- [Try it]:
Transcribe the records below. Leave every word as it is.

(Data excerpts)
= = = = =
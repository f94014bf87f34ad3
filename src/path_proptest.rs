//! Property-based tests for path arithmetic and coordinate parsing.
//!
//! These tests use proptest to generate random inputs and verify that
//! invariants hold for all possible inputs.

#[cfg(all(test, unix))]
mod proptest_tests {
    use std::path::Path;

    use crate::coordinate::FragmentReference;
    use crate::error::Error;
    use crate::path::relativize;
    use proptest::prelude::*;

    fn segment() -> impl Strategy<Value = String> {
        "[a-z0-9_.-]{1,8}".prop_filter("no dot segments", |s| s != "." && s != "..")
    }

    fn absolute(segments: &[String]) -> String {
        format!("/{}", segments.join("/"))
    }

    // ============================================================================
    // relativize property tests
    // ============================================================================

    proptest! {
        /// Property: joining the anchor with the relative path and normalizing
        /// `..` steps yields the target again
        #[test]
        fn relativize_resolves_back_to_target(
            target in prop::collection::vec(segment(), 1..6),
            anchor in prop::collection::vec(segment(), 1..6),
        ) {
            let target_path = absolute(&target);
            let anchor_path = absolute(&anchor);
            let relative = relativize(&target_path, &anchor_path);

            let mut resolved: Vec<String> = anchor.clone();
            for step in relative.split('/').filter(|s| !s.is_empty()) {
                if step == ".." {
                    resolved.pop();
                } else {
                    resolved.push(step.to_string());
                }
            }
            prop_assert_eq!(absolute(&resolved), target_path);
        }

        /// Property: a target below the anchor never needs `..`
        #[test]
        fn relativize_descendant_has_no_parent_steps(
            anchor in prop::collection::vec(segment(), 1..5),
            tail in prop::collection::vec(segment(), 1..5),
        ) {
            let mut target = anchor.clone();
            target.extend(tail.iter().cloned());
            let relative = relativize(&absolute(&target), &absolute(&anchor));
            prop_assert!(!relative.contains(".."));
            prop_assert_eq!(relative, tail.join("/"));
        }

        /// Property: the result never ends with a separator
        #[test]
        fn relativize_has_no_trailing_separator(
            target in prop::collection::vec(segment(), 1..6),
            anchor in prop::collection::vec(segment(), 1..6),
        ) {
            let relative = relativize(&absolute(&target), &absolute(&anchor));
            prop_assert!(!relative.ends_with('/') || relative.ends_with("../"));
        }
    }

    // ============================================================================
    // coordinate parsing property tests
    // ============================================================================

    fn field() -> impl Strategy<Value = String> {
        "[a-zA-Z0-9_.-]{1,12}"
    }

    proptest! {
        /// Property: the first three fields survive parsing unchanged
        #[test]
        fn parse_preserves_gav(
            fields in prop::collection::vec(field(), 3..=5),
        ) {
            let value = fields.join(":");
            let reference = FragmentReference::parse(&value, Path::new("/base")).unwrap();
            prop_assert_eq!(reference.coordinate.gav(), fields[..3].join(":"));
            prop_assert!(reference.location.is_none());
        }

        /// Property: fewer than three fields is always rejected
        #[test]
        fn parse_rejects_short_coordinates(
            fields in prop::collection::vec(field(), 1..3),
        ) {
            let value = fields.join(":");
            let result = FragmentReference::parse(&value, Path::new("/base"));
            let is_invalid_coordinate = matches!(result, Err(Error::InvalidCoordinate { .. }));
            prop_assert!(is_invalid_coordinate);
        }

        /// Property: the location suffix is joined to the base directory
        #[test]
        fn parse_joins_location(
            fields in prop::collection::vec(field(), 3..=5),
            location in prop::collection::vec(segment(), 1..4),
        ) {
            let relative = location.join("/");
            let value = format!("{}@{}", fields.join(":"), relative);
            let reference = FragmentReference::parse(&value, Path::new("/base")).unwrap();
            prop_assert_eq!(reference.location, Some(Path::new("/base").join(&relative)));
        }
    }
}
//! Collection of problems raised while merging a fragment
//!
//! A merge never fails on the first problem. Every issue is recorded with
//! its [`Severity`]; once the merge is done, [`ProblemCollector::report`]
//! logs the warnings and turns any error or fatal into a single
//! [`Error::MergeProblems`].

use std::fmt;

use log::warn;

use crate::error::{Error, Result};

/// Severity of a merge problem
#[derive(Debug, Clone, Copy, PartialEq, Eq)]
pub enum Severity {
    Warning,
    Error,
    Fatal,
}

impl fmt::Display for Severity {
    fn fmt(&self, f: &mut fmt::Formatter<'_>) -> fmt::Result {
        match self {
            Severity::Warning => write!(f, "warning"),
            Severity::Error => write!(f, "error"),
            Severity::Fatal => write!(f, "fatal"),
        }
    }
}

/// Accumulates merge problems in collection order, per severity
#[derive(Debug, Clone, Default)]
pub struct ProblemCollector {
    warnings: Vec<String>,
    errors: Vec<String>,
    fatals: Vec<String>,
}

impl ProblemCollector {
    pub fn new() -> Self {
        Self::default()
    }

    pub fn add(&mut self, severity: Severity, message: impl Into<String>) {
        let message = message.into();
        match severity {
            Severity::Warning => self.warnings.push(message),
            Severity::Error => self.errors.push(message),
            Severity::Fatal => self.fatals.push(message),
        }
    }

    pub fn warn(&mut self, message: impl Into<String>) {
        self.add(Severity::Warning, message);
    }

    pub fn error(&mut self, message: impl Into<String>) {
        self.add(Severity::Error, message);
    }

    pub fn fatal(&mut self, message: impl Into<String>) {
        self.add(Severity::Fatal, message);
    }

    pub fn warnings(&self) -> &[String] {
        &self.warnings
    }

    pub fn errors(&self) -> &[String] {
        &self.errors
    }

    pub fn fatals(&self) -> &[String] {
        &self.fatals
    }

    /// True iff no error and no fatal was collected
    pub fn is_ok(&self) -> bool {
        self.errors.is_empty() && self.fatals.is_empty()
    }

    /// Log every warning, then fail if any error or fatal was collected
    ///
    /// `gav` names the fragment whose merge produced the problems.
    pub fn report(self, gav: &str) -> Result<()> {
        for warning in &self.warnings {
            warn!("{}: {}", gav, warning);
        }

        if self.is_ok() {
            return Ok(());
        }

        let mut problems = self.errors;
        problems.extend(self.fatals);
        Err(Error::MergeProblems {
            gav: gav.to_string(),
            problems,
        })
    }
}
= = = = =
- [Answer area]:
repository f94014bf87f34ad3
filename src/path_proptest.rs
//! Property-based tests for path arithmetic and coordinate parsing.
//!
//! These tests use proptest to generate random inputs and verify that
//! invariants hold for all possible inputs.

#[cfg(all(test, unix))]
mod proptest_tests {
    use std::path::Path;

    use crate::coordinate::FragmentReference;
    use crate::error::Error;
    use crate::path::relativize;
    use proptest::prelude::*;

    fn segment() -> impl Strategy<Value = String> {
        "[a-z0-9_.-]{1,8}".prop_filter("no dot segments", |s| s != "." && s != "..")
    }

    fn absolute(segments: &[String]) -> String {
        format!("/{}", segments.join("/"))
    }

    // ============================================================================
    // relativize property tests
    // ============================================================================

    proptest! {
        /// Property: joining the anchor with the relative path and normalizing
        /// `..` steps yields the target again
        #[test]
        fn relativize_resolves_back_to_target(
            target in prop::collection::vec(segment(), 1..6),
            anchor in prop::collection::vec(segment(), 1..6),
        ) {
            let target_path = absolute(&target);
            let anchor_path = absolute(&anchor);
            let relative = relativize(&target_path, &anchor_path);

            let mut resolved: Vec<String> = anchor.clone();
            for step in relative.split('/').filter(|s| !s.is_empty()) {
                if step == ".." {
                    resolved.pop();
                } else {
                    resolved.push(step.to_string());
                }
            }
            prop_assert_eq!(absolute(&resolved), target_path);
        }

        /// Property: a target below the anchor never needs `..`
        #[test]
        fn relativize_descendant_has_no_parent_steps(
            anchor in prop::collection::vec(segment(), 1..5),
            tail in prop::collection::vec(segment(), 1..5),
        ) {
            let mut target = anchor.clone();
            target.extend(tail.iter().cloned());
            let relative = relativize(&absolute(&target), &absolute(&anchor));
            prop_assert!(!relative.contains(".."));
            prop_assert_eq!(relative, tail.join("/"));
        }

        /// Property: the result never ends with a separator
        #[test]
        fn relativize_has_no_trailing_separator(
            target in prop::collection::vec(segment(), 1..6),
            anchor in prop::collection::vec(segment(), 1..6),
        ) {
            let relative = relativize(&absolute(&target), &absolute(&anchor));
            prop_assert!(!relative.ends_with('/') || relative.ends_with("../"));
        }
    }

    // ============================================================================
    // coordinate parsing property tests
    // ============================================================================

    fn field() -> impl Strategy<Value = String> {
        "[a-zA-Z0-9_.-]{1,12}"
    }

    proptest! {
        /// Property: the first three fields survive parsing unchanged
        #[test]
        fn parse_preserves_gav(
            fields in prop::collection::vec(field(), 3..=5),
        ) {
            let value = fields.join(":");
            let reference = FragmentReference::parse(&value, Path::new("/base")).unwrap();
            prop_assert_eq!(reference.coordinate.gav(), fields[..3].join(":"));
            prop_assert!(reference.location.is_none());
        }

        /// Property: fewer than three fields is always rejected
        #[test]
        fn parse_rejects_short_coordinates(
            fields in prop::collection::vec(field(), 1..3),
        ) {
            let value = fields.join(":");
            let result = FragmentReference::parse(&value, Path::new("/base"));
            let is_invalid_coordinate = matches!(result, Err(Error::InvalidCoordinate { .. }));
            prop_assert!(is_invalid_coordinate);
        }

        /// Property: the location suffix is joined to the base directory
        #[test]
        fn parse_joins_location(
            fields in prop::collection::vec(field(), 3..=5),
            location in prop::collection::vec(segment(), 1..4),
        ) {
            let relative = location.join("/");
            let value = format!("{}@{}", fields.join(":"), relative);
            let reference = FragmentReference::parse(&value, Path::new("/base")).unwrap();
            prop_assert_eq!(reference.location, Some(Path::new("/base").join(&relative)));
        }
    }
}
//! Collection of problems raised while merging a fragment
//!
//! A merge never fails on the first problem. Every issue is recorded with
//! its [`Severity`]; once the merge is done, [`ProblemCollector::report`]
//! logs the warnings and turns any error or fatal into a single
//! [`Error::MergeProblems`].

use std::fmt;

use log::warn;

use crate::error::{Error, Result};

/// Severity of a merge problem
#[derive(Debug, Clone, Copy, PartialEq, Eq)]
pub enum Severity {
    Warning,
    Error,
    Fatal,
}

impl fmt::Display for Severity {
    fn fmt(&self, f: &mut fmt::Formatter<'_>) -> fmt::Result {
        match self {
            Severity::Warning => write!(f, "warning"),
            Severity::Error => write!(f, "error"),
            Severity::Fatal => write!(f, "fatal"),
        }
    }
}

/// Accumulates merge problems in collection order, per severity
#[derive(Debug, Clone, Default)]
pub struct ProblemCollector {
    warnings: Vec<String>,
    errors: Vec<String>,
    fatals: Vec<String>,
}

impl ProblemCollector {
    pub fn new() -> Self {
        Self::default()
    }

    pub fn add(&mut self, severity: Severity, message: impl Into<String>) {
        let message = message.into();
        match severity {
            Severity::Warning => self.warnings.push(message),
            Severity::Error => self.errors.push(message),
            Severity::Fatal => self.fatals.push(message),
        }
    }

    pub fn warn(&mut self, message: impl Into<String>) {
        self.add(Severity::Warning, message);
    }

    pub fn error(&mut self, message: impl Into<String>) {
        self.add(Severity::Error, message);
    }

    pub fn fatal(&mut self, message: impl Into<String>) {
        self.add(Severity::Fatal, message);
    }

    pub fn warnings(&self) -> &[String] {
        &self.warnings
    }

    pub fn errors(&self) -> &[String] {
        &self.errors
    }

    pub fn fatals(&self) -> &[String] {
        &self.fatals
    }

    /// True iff no error and no fatal was collected
    pub fn is_ok(&self) -> bool {
        self.errors.is_empty() && self.fatals.is_empty()
    }

    /// Log every warning, then fail if any error or fatal was collected
    ///
    /// `gav` names the fragment whose merge produced the problems.
    pub fn report(self, gav: &str) -> Result<()> {
        for warning in &self.warnings {
            warn!("{}: {}", gav, warning);
        }

        if self.is_ok() {
            return Ok(());
        }

        let mut problems = self.errors;
        problems.extend(self.fatals);
        Err(Error::MergeProblems {
            gav: gav.to_string(),
            problems,
        })
    }
}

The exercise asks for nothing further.